Return evaluation: 48 hours and two weeks post-op.
Evacuation/Consultation Criteria: Evacuate immediately for worsening pain or signs of expanding infection.
Evacuate if no improvement in 48 hours or if abscess recurs.


NOTES: If lab evaluation positive for gonorrhea or chlamydia, treat as in Pelvic Inflammatory Disease Section.
Women over age 40 with new-onset Bartholin’s cyst have a slightly increased risk of Bartholin’s gland cancer.
Biopsy is necessary.
Asymptomatic cysts in women under 40 may be observed. A gynecologic exam should be performed yearly.


Incision and Drainage of Bartholin’s Gland Abscess


When: When the Bartholin’s cyst becomes an abscess.


What You Need: Sterile prep and drape, local anesthetic agent such as 1% lidocaine (with or without
epinephrine), 5 cc syringe, 18 gauge needle to draw up the lidocaine, 22-26-gauge needle for injection, scalpel
with 15 or 11 blade, Kelly clamp or other instrument to insert into abscess and break up any loculations or
adhesions, Foley catheter (if available), suture with needle (if available).


What To Do:



  1. Discuss and describe procedure with the patient. Keep her informed as you move along.

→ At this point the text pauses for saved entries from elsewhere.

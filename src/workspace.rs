//! # Temporary Workspaces
//!
//! Every repository is fetched into its own freshly created directory under
//! the system's temporary area (or a configured root). The directory is
//! owned by a [`Workspace`] guard for the duration of one repository's
//! processing and removed afterwards, whatever the outcome.
//!
//! Release happens exactly once: either explicitly through
//! [`Workspace::release`] or implicitly when the guard is dropped (early
//! return, `?`, or a panic unwinding through the repository step). Removal is
//! best-effort; a failure is logged and never surfaces as an error, so it
//! cannot mask the repository's own result.

use std::path::{Path, PathBuf};

use log::debug;
use tempfile::TempDir;

use crate::error::{Error, Result};
use crate::path::encode_workspace_prefix;

/// Creates isolated, uniquely named workspace directories.
#[derive(Debug, Clone)]
pub struct WorkspaceManager {
    root: PathBuf,
}

impl WorkspaceManager {
    /// Create workspaces under `root`.
    pub fn new(root: impl Into<PathBuf>) -> Self {
        Self { root: root.into() }
    }

    /// Create workspaces under the system temporary directory.
    pub fn system() -> Self {
        Self::new(std::env::temp_dir())
    }

    /// Directory that workspaces are created in.
    pub fn root(&self) -> &Path {
        &self.root
    }

    /// Create a new, empty workspace whose name starts with `name_prefix`.
    ///
    /// The prefix is encoded so that unsafe collection names cannot place
    /// the workspace outside the root.
    pub fn acquire(&self, name_prefix: &str) -> Result<Workspace> {
        let prefix = format!("{}-", encode_workspace_prefix(name_prefix));
        let dir = tempfile::Builder::new()
            .prefix(&prefix)
            .tempdir_in(&self.root)
            .map_err(|e| Error::Workspace {
                message: format!(
                    "Failed to create workspace in '{}': {}",
                    self.root.display(),
                    e
                ),
            })?;

        debug!("Acquired workspace {}", dir.path().display());
        Ok(Workspace { dir: Some(dir) })
    }
}

impl Default for WorkspaceManager {
    fn default() -> Self {
        Self::system()
    }
}

/// A temporary directory owned by one repository-processing step.
#[derive(Debug)]
pub struct Workspace {
    dir: Option<TempDir>,
}

impl Workspace {
    /// Path of the workspace directory.
    ///
    /// Only meaningful before release; the guard is consumed by `release`,
    /// so a released workspace cannot be asked for its path.
    pub fn path(&self) -> &Path {
        match &self.dir {
            Some(dir) => dir.path(),
            None => Path::new(""),
        }
    }

    /// Recursively remove the workspace directory.
    pub fn release(mut self) {
        self.release_inner();
    }

    fn release_inner(&mut self) {
        let Some(dir) = self.dir.take() else {
            return;
        };

        let path = dir.path().to_path_buf();
        match dir.close() {
            Ok(()) => debug!("Released workspace {}", path.display()),
            Err(e) => {
                // Already gone (or partially removed by someone else) is fine.
                if path.exists() {
                    debug!("Failed to remove workspace {}: {}", path.display(), e);
                    let _ = std::fs::remove_dir_all(&path);
                }
            }
        }
    }
}

impl Drop for Workspace {
    fn drop(&mut self) {
        self.release_inner();
    }
}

  2. Give dose of antibiotics as above.

  3. Gather materials and set up surgical site

  4. Fill 5 cc syringe with lidocaine using 18-gauge needle; replace 18 gauge with smaller gauge needle for
    injection.

  5. Protect yourself – abscess may spray when opened and decompressed (mask, gloves, gown if you
    have one).

  6. Place patient in low lithotomy position (patient lies on her back with her buttocks at the end of the
    table and her feet supported in stirrups). If table with stirrups not available then patient may lie on
    table or bed with feet drawn up to buttocks and ankles together in midline. It may help to place a
    pillow underneath the buttocks.

  7. Apply sterile prep and drape

  8. Inject anesthesia (3-5 cc of lidocaine should be sufficient) in triangular pattern around abscess. Wait
    5 minutes.

  9. Test for numbness by pinching skin lightly with Adson forceps or other sharp object. Inject 2-3 cc more
    anesthetic if necessary.

  10. Identify incision site – inside the vaginal mucosa outside the hymenal ring near the usual duct opening

  11. Make a vertical incision in the vaginal mucosa approximately 1 cm long. It must enter the abscess cavity.
    If pus is not draining out you are not there yet. Gradually deepen the incision until reaching the abscess.

  12. Insert Kelly clamp into the abscess to a depth of 2-3 cm if possible, and break up any loculations or
    adhesions. Allow the abscess to drain.